[GitHub] zeppelin issue #1404: ZEPPELIN-1411. UDF with pyspark not working - object h...

2016-09-18 Thread zjffdu
Github user zjffdu commented on the issue:

https://github.com/apache/zeppelin/pull/1404
  
@Leemoonsoo Finally got the unit test passed (The remaining one failure is 
irrelevant).

Actually the test failure is caused by several bugs of `SparkInterpreter`.  
Here's the steps to reproduce the first issue.
1. Use Spark2.0 and make SparkInterpeter as scoped
2. Open note1 and run sample code  to start `SparkInterperer`, then Open 
note2 and run sample code to start another `SparkInterpreter`, then you will 
hit the following issue.
 

![image](https://cloud.githubusercontent.com/assets/164491/18614389/4887684c-7dc0-11e6-9898-18fa8274be6d.png)

The root cause of this issue is that the `outputDir` should be unique 
otherwise the second `SparkInterpreter` instance can not find the class in the 
`outputDir` of previous `SparkInterpeter`.

The second bug is that we should also set `sparkSession` as null. Otherwise 
it won't be created in the next second `SparkInterperter`. 

The  third bug is that we should disable `HiveContext` in 
`AbstractTestRestApi`, otherwise we will hit the issue of multiple derby 
instances running.   



---
If your project is set up for it, you can reply to this email and have your
reply appear on GitHub as well. If your project does not have this feature
enabled and wishes so, or if the feature is enabled but not working, please
contact infrastructure at infrastruct...@apache.org or file a JIRA ticket
with INFRA.
---


[GitHub] zeppelin issue #1404: ZEPPELIN-1411. UDF with pyspark not working - object h...

2016-09-14 Thread zjffdu
Github user zjffdu commented on the issue:

https://github.com/apache/zeppelin/pull/1404
  
@Leemoonsoo The test is passed in my local box both under spark 1.6.2 and 
spark 2.0.  Not sure why the travis CI fails, Is it possible for us to access 
the 


---
If your project is set up for it, you can reply to this email and have your
reply appear on GitHub as well.
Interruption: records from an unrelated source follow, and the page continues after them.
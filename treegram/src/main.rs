use std::io::{self, Write};
use std::path::{Path, PathBuf};

use anyhow::{bail, Result};
use clap::{Parser, Subcommand};

use treegram::{
    check_model_pipeline, check_table_pipeline, cost_pipeline, eval_pipeline, train_pipeline,
};
use treegram_core::{CheckReport, Config};

#[derive(Parser)]
#[command(name = "treegram")]
#[command(about = "Train, score and check hierarchical grammar language models")]
#[command(version)]
struct Cli {
    #[command(subcommand)]
    command: Commands,
}

#[derive(Subcommand)]
enum Commands {
    /// Train a sequence model from a treebank
    Train {
        /// Input treebank, one bracketed tree per line
        #[arg(short, long)]
        input: PathBuf,
        /// Output model artifact
        #[arg(short, long)]
        output: PathBuf,
        /// TOML config overriding the built-in defaults
        #[arg(short, long)]
        config: Option<PathBuf>,
        /// Run the normalization check on the trained model
        #[arg(long)]
        check: bool,
    },
    /// Score a treebank against a trained model
    Eval {
        /// Input treebank
        #[arg(short, long)]
        input: PathBuf,
        /// Trained model artifact
        #[arg(short, long)]
        model: PathBuf,
        /// TOML config overriding the built-in defaults
        #[arg(short, long)]
        config: Option<PathBuf>,
        /// Print the report as JSON instead of a text summary
        #[arg(long)]
        json: bool,
    },
    /// Check that trained distributions sum to one
    Check {
        /// Trained model artifact
        #[arg(short, long)]
        model: Option<PathBuf>,
        /// Pre-aggregated count table
        #[arg(short, long)]
        table: Option<PathBuf>,
        /// TOML config overriding the built-in defaults
        #[arg(short, long)]
        config: Option<PathBuf>,
    },
    /// Score a treebank against a count table and print feature lines
    Cost {
        /// Input treebank
        #[arg(short, long)]
        input: PathBuf,
        /// Pre-aggregated count table
        #[arg(short, long)]
        table: PathBuf,
        /// TOML config overriding the built-in defaults
        #[arg(short, long)]
        config: Option<PathBuf>,
    },
}

fn load_config(path: Option<&PathBuf>) -> Result<Config> {
    match path {
        Some(p) => Config::load_toml(p)
            .map_err(|e| anyhow::anyhow!("failed to load config {}: {e}", p.display())),
        None => Ok(Config::default()),
    }
}

fn print_check(source: &Path, report: &CheckReport) {
    let verdict = if report.is_clean() {
        "clean"
    } else {
        "mass above one found"
    };
    println!(
        "{}: {} contexts across {} distributions, {}",
        source.display(),
        report.total_contexts(),
        report.models.len(),
        verdict
    );
}

fn main() -> Result<()> {
    tracing_subscriber::fmt().with_writer(io::stderr).init();
    let cli = Cli::parse();

    match cli.command {
        Commands::Train {
            input,
            output,
            config,
            check,
        } => {
            let cfg = load_config(config.as_ref())?;
            let summary = train_pipeline(&input, &output, &cfg, check)?;
            println!(
                "trained {} trees ({} skipped) into {}: {} parents, {} symbols",
                summary.trees,
                summary.skipped,
                output.display(),
                summary.parents,
                summary.symbols
            );
        }
        Commands::Eval {
            input,
            model,
            config,
            json,
        } => {
            let cfg = load_config(config.as_ref())?;
            let report = eval_pipeline(&input, &model, &cfg)?;
            if json {
                println!("{}", serde_json::to_string_pretty(&report)?);
            } else {
                println!(
                    "logprob {:.4} over {} trees ({} skipped): {:.4} bits/word, {:.4} bits/node, {} unknown words",
                    report.logprob,
                    report.trees,
                    report.skipped_trees,
                    report.bits_per_word(),
                    report.bits_per_node(),
                    report.unknown_events
                );
            }
        }
        Commands::Check {
            model,
            table,
            config,
        } => {
            let cfg = load_config(config.as_ref())?;
            if model.is_none() && table.is_none() {
                bail!("nothing to check: pass --model and/or --table");
            }
            if let Some(path) = model {
                let report = check_model_pipeline(&path, &cfg)?;
                print_check(&path, &report);
            }
            if let Some(path) = table {
                let report = check_table_pipeline(&path, &cfg)?;
                print_check(&path, &report);
            }
        }
        Commands::Cost {
            input,
            table,
            config,
        } => {
            let cfg = load_config(config.as_ref())?;
            let stdout = io::stdout();
            let mut out = io::BufWriter::new(stdout.lock());
            let summary = cost_pipeline(&input, &table, &cfg, &mut out)?;
            out.flush()?;
            eprintln!(
                "scored {} trees ({} skipped), {} events, total cost {:.4}, {} oov children",
                summary.trees,
                summary.skipped,
                summary.events,
                summary.total_cost,
                summary.oov_children
            );
        }
    }
    Ok(())
}
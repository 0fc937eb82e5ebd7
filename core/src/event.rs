//! Scoring events read off a tree.
//!
//! Every internal node contributes exactly one event. A preterminal (a
//! tag over one word) becomes a lexical emission; any other internal
//! node becomes a production over its children's canonical labels. The
//! two kinds never overlap, so a node is either tag material or grammar
//! material, never both.

use serde::{Deserialize, Serialize};

use crate::error::ModelError;
use crate::tree::Tree;

#[derive(Debug, Clone, PartialEq, Eq, Hash, Serialize, Deserialize)]
pub enum Event {
    /// Tag emitting a quoted surface word.
    Lexical { tag: String, word: String },
    /// Nonterminal expanding to an ordered child sequence. Zero children
    /// marks a terminal-unigram event whose parent is the quoted word.
    Production {
        parent: String,
        children: Vec<String>,
    },
}

impl Event {
    /// The conditioning label: the tag of an emission, the left-hand
    /// side of a production.
    pub fn parent(&self) -> &str {
        match self {
            Event::Lexical { tag, .. } => tag,
            Event::Production { parent, .. } => parent,
        }
    }

    /// Generated labels, left to right.
    pub fn children(&self) -> impl Iterator<Item = &str> {
        let slice: Vec<&str> = match self {
            Event::Lexical { word, .. } => vec![word.as_str()],
            Event::Production { children, .. } => children.iter().map(|c| c.as_str()).collect(),
        };
        slice.into_iter()
    }

    /// Space-joined key used by count tables.
    pub fn event_string(&self) -> String {
        match self {
            Event::Lexical { tag, word } => format!("{tag} {word}"),
            Event::Production { parent, children } => {
                if children.is_empty() {
                    parent.clone()
                } else {
                    format!("{parent} {}", children.join(" "))
                }
            }
        }
    }
}

#[derive(Debug, Clone, Copy)]
pub struct EventOptions {
    /// Also emit a zero-child event per surface word, for tables that
    /// keep word-unigram backoff rows.
    pub terminal_unigrams: bool,
    /// Mask digits in words with `@`.
    pub digit2at: bool,
}

impl Default for EventOptions {
    fn default() -> Self {
        Self {
            terminal_unigrams: false,
            digit2at: false,
        }
    }
}

/// Extracts the event sequence of `tree` in preorder.
///
/// Fails on ill-formed structure: a nonterminal that directly dominates
/// a bare word alongside other children.
pub fn tree_events(tree: &Tree, opts: &EventOptions) -> Result<Vec<Event>, ModelError> {
    let mut events = Vec::new();
    for node in tree.preorder() {
        if node.is_terminal() {
            if opts.terminal_unigrams {
                events.push(Event::Production {
                    parent: node.canonical_label(opts.digit2at),
                    children: Vec::new(),
                });
            }
            continue;
        }
        if node.is_preterminal() {
            events.push(Event::Lexical {
                tag: node.canonical_label(opts.digit2at),
                word: node.children[0].canonical_label(opts.digit2at),
            });
            continue;
        }
        let mut children = Vec::with_capacity(node.children.len());
        for c in &node.children {
            if c.is_terminal() {
                return Err(ModelError::Node {
                    msg: format!(
                        "nonterminal {:?} directly dominates word {:?}",
                        node.label, c.label
                    ),
                });
            }
            children.push(c.canonical_label(opts.digit2at));
        }
        events.push(Event::Production {
            parent: node.canonical_label(opts.digit2at),
            children,
        });
    }
    Ok(events)
}

#[cfg(test)]
mod tests {
    use super::*;

    fn sample() -> Tree {
        Tree::parse("(S (NP (DT the) (NN dog)) (VP (VBZ barks)))").unwrap()
    }

    #[test]
    fn events_in_preorder() {
        let evs = tree_events(&sample(), &EventOptions::default()).unwrap();
        assert_eq!(
            evs,
            vec![
                Event::Production {
                    parent: "S".into(),
                    children: vec!["NP".into(), "VP".into()],
                },
                Event::Production {
                    parent: "NP".into(),
                    children: vec!["DT".into(), "NN".into()],
                },
                Event::Lexical {
                    tag: "DT".into(),
                    word: "\"the\"".into(),
                },
                Event::Lexical {
                    tag: "NN".into(),
                    word: "\"dog\"".into(),
                },
                Event::Production {
                    parent: "VP".into(),
                    children: vec!["VBZ".into()],
                },
                Event::Lexical {
                    tag: "VBZ".into(),
                    word: "\"barks\"".into(),
                },
            ]
        );
    }

    #[test]
    fn terminal_unigrams_add_leaf_events() {
        let opts = EventOptions {
            terminal_unigrams: true,
            ..Default::default()
        };
        let evs = tree_events(&sample(), &opts).unwrap();
        let leaves: Vec<&Event> = evs
            .iter()
            .filter(|e| matches!(e, Event::Production { children, .. } if children.is_empty()))
            .collect();
        assert_eq!(leaves.len(), 3);
        assert_eq!(leaves[0].event_string(), "\"the\"");
    }

    #[test]
    fn mixed_children_are_rejected() {
        let t = Tree::parse("(NP (DT the) dog)").unwrap();
        let err = tree_events(&t, &EventOptions::default()).unwrap_err();
        assert!(err.to_string().contains("dominates"));
    }

    #[test]
    fn event_strings() {
        let e = Event::Production {
            parent: "NP".into(),
            children: vec!["NP".into(), "PP".into()],
        };
        assert_eq!(e.event_string(), "NP NP PP");
        let l = Event::Lexical {
            tag: "NN".into(),
            word: "\"dog\"".into(),
        };
        assert_eq!(l.event_string(), "NN \"dog\"");
        assert_eq!(l.parent(), "NN");
        let ws: Vec<&str> = l.children().collect();
        assert_eq!(ws, ["\"dog\""]);
    }

    #[test]
    fn digit_masking_flows_through() {
        let t = Tree::parse("(CD 42)").unwrap();
        let opts = EventOptions {
            digit2at: true,
            ..Default::default()
        };
        let evs = tree_events(&t, &opts).unwrap();
        assert_eq!(
            evs,
            vec![Event::Lexical {
                tag: "CD".into(),
                word: "\"@@\"".into(),
            }]
        );
    }
}
//! Bracketed syntax trees.
//!
//! One tree per corpus line, in the usual parenthesized form:
//!
//! ```text
//! (S (NP (DT the) (NN dog)) (VP (VBZ barks)))
//! ```
//!
//! Leaves are bare tokens and every parenthesized node carries a label.
//! Atoms are NFC-normalized at parse time so that downstream tables see
//! a single spelling per token.

use std::fmt;

use once_cell::sync::Lazy;
use regex::Regex;
use serde::{Deserialize, Serialize};

use crate::error::ModelError;
use crate::utils;

static TOKEN_RE: Lazy<Regex> = Lazy::new(|| Regex::new(r"\(|\)|[^\s()]+").unwrap());

#[derive(Debug, Clone, PartialEq, Eq, Serialize, Deserialize)]
pub struct Tree {
    pub label: String,
    pub children: Vec<Tree>,
}

impl Tree {
    pub fn leaf(label: impl Into<String>) -> Self {
        Self {
            label: label.into(),
            children: Vec::new(),
        }
    }

    pub fn node(label: impl Into<String>, children: Vec<Tree>) -> Self {
        Self {
            label: label.into(),
            children,
        }
    }

    /// Parses a single bracketed tree.
    ///
    /// Rejects empty input, unbalanced brackets, childless bracketed
    /// nodes, and trailing material after the root closes.
    pub fn parse(text: &str) -> Result<Tree, ModelError> {
        let mut stack: Vec<Tree> = Vec::new();
        let mut root: Option<Tree> = None;
        let mut want_label = false;

        for m in TOKEN_RE.find_iter(text) {
            let (pos, tok) = (m.start(), m.as_str());
            if root.is_some() {
                return Err(ModelError::Parse {
                    pos,
                    msg: format!("trailing material after root tree: {tok:?}"),
                });
            }
            match tok {
                "(" => {
                    if want_label {
                        return Err(ModelError::Parse {
                            pos,
                            msg: "expected node label after '('".into(),
                        });
                    }
                    stack.push(Tree::leaf(""));
                    want_label = true;
                }
                ")" => {
                    if want_label {
                        return Err(ModelError::Parse {
                            pos,
                            msg: "empty node '()'".into(),
                        });
                    }
                    let node = match stack.pop() {
                        Some(n) => n,
                        None => {
                            return Err(ModelError::Parse {
                                pos,
                                msg: "unbalanced ')'".into(),
                            })
                        }
                    };
                    if node.children.is_empty() {
                        return Err(ModelError::Parse {
                            pos,
                            msg: format!("bracketed node {:?} has no children", node.label),
                        });
                    }
                    match stack.last_mut() {
                        Some(parent) => parent.children.push(node),
                        None => root = Some(node),
                    }
                }
                atom => {
                    let atom = utils::normalize(atom);
                    if want_label {
                        match stack.last_mut() {
                            Some(open) => open.label = atom,
                            None => unreachable!("label state without an open node"),
                        }
                        want_label = false;
                    } else if stack.is_empty() {
                        return Err(ModelError::Parse {
                            pos,
                            msg: format!("bare token {atom:?} outside any tree"),
                        });
                    } else if let Some(open) = stack.last_mut() {
                        open.children.push(Tree::leaf(atom));
                    }
                }
            }
        }

        if !stack.is_empty() {
            return Err(ModelError::Parse {
                pos: text.len(),
                msg: format!("unclosed '(' ({} open)", stack.len()),
            });
        }
        root.ok_or(ModelError::Parse {
            pos: 0,
            msg: "no tree found".into(),
        })
    }

    /// A leaf: a surface word.
    pub fn is_terminal(&self) -> bool {
        self.children.is_empty()
    }

    /// A tag node dominating exactly one word.
    pub fn is_preterminal(&self) -> bool {
        self.children.len() == 1 && self.children[0].is_terminal()
    }

    /// Total node count, leaves included.
    pub fn size(&self) -> usize {
        self.preorder().count()
    }

    /// Number of leaves.
    pub fn word_count(&self) -> usize {
        self.preorder().filter(|n| n.is_terminal()).count()
    }

    pub fn preorder(&self) -> Preorder<'_> {
        Preorder { stack: vec![self] }
    }

    /// The label as it appears in events: terminal words quoted (with
    /// optional digit masking), nonterminal labels with literal brackets
    /// rewritten to `-LRB-`/`-RRB-`.
    pub fn canonical_label(&self, digit2at: bool) -> String {
        if self.is_terminal() {
            quote_word(&self.label, digit2at)
        } else {
            bracket_label(&self.label)
        }
    }
}

impl fmt::Display for Tree {
    fn fmt(&self, f: &mut fmt::Formatter<'_>) -> fmt::Result {
        if self.is_terminal() {
            return write!(f, "{}", self.label);
        }
        write!(f, "({}", self.label)?;
        for c in &self.children {
            write!(f, " {c}")?;
        }
        write!(f, ")")
    }
}

/// Quotes a surface word, optionally masking digits with `@`.
pub fn quote_word(word: &str, digit2at: bool) -> String {
    static DIGIT_RE: Lazy<Regex> = Lazy::new(|| Regex::new(r"\d").unwrap());
    if digit2at {
        format!("\"{}\"", DIGIT_RE.replace_all(word, "@"))
    } else {
        format!("\"{word}\"")
    }
}

/// Rewrites literal brackets in a nonterminal label so the label stays a
/// single token in event strings and count tables.
pub fn bracket_label(label: &str) -> String {
    if label.contains('(') || label.contains(')') {
        label.replace('(', "-LRB-").replace(')', "-RRB-")
    } else {
        label.to_string()
    }
}

/// Iterator over nodes in preorder.
pub struct Preorder<'a> {
    stack: Vec<&'a Tree>,
}

impl<'a> Iterator for Preorder<'a> {
    type Item = &'a Tree;

    fn next(&mut self) -> Option<&'a Tree> {
        let node = self.stack.pop()?;
        self.stack.extend(node.children.iter().rev());
        Some(node)
    }
}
If your project does not have this feature
enabled and wishes so, or if the feature is enabled but not working, please
contact infrastructure at infrastruct...@apache.org or file a JIRA ticket
with INFRA.
---


[GitHub] zeppelin issue #1404: ZEPPELIN-1411. UDF with pyspark not working - object h...

2016-09-13 Thread Leemoonsoo
Github user Leemoonsoo commented on the issue:

https://github.com/apache/zeppelin/pull/1404
  
Thanks @zjffdu. I think second ci test profile failure looks relevant.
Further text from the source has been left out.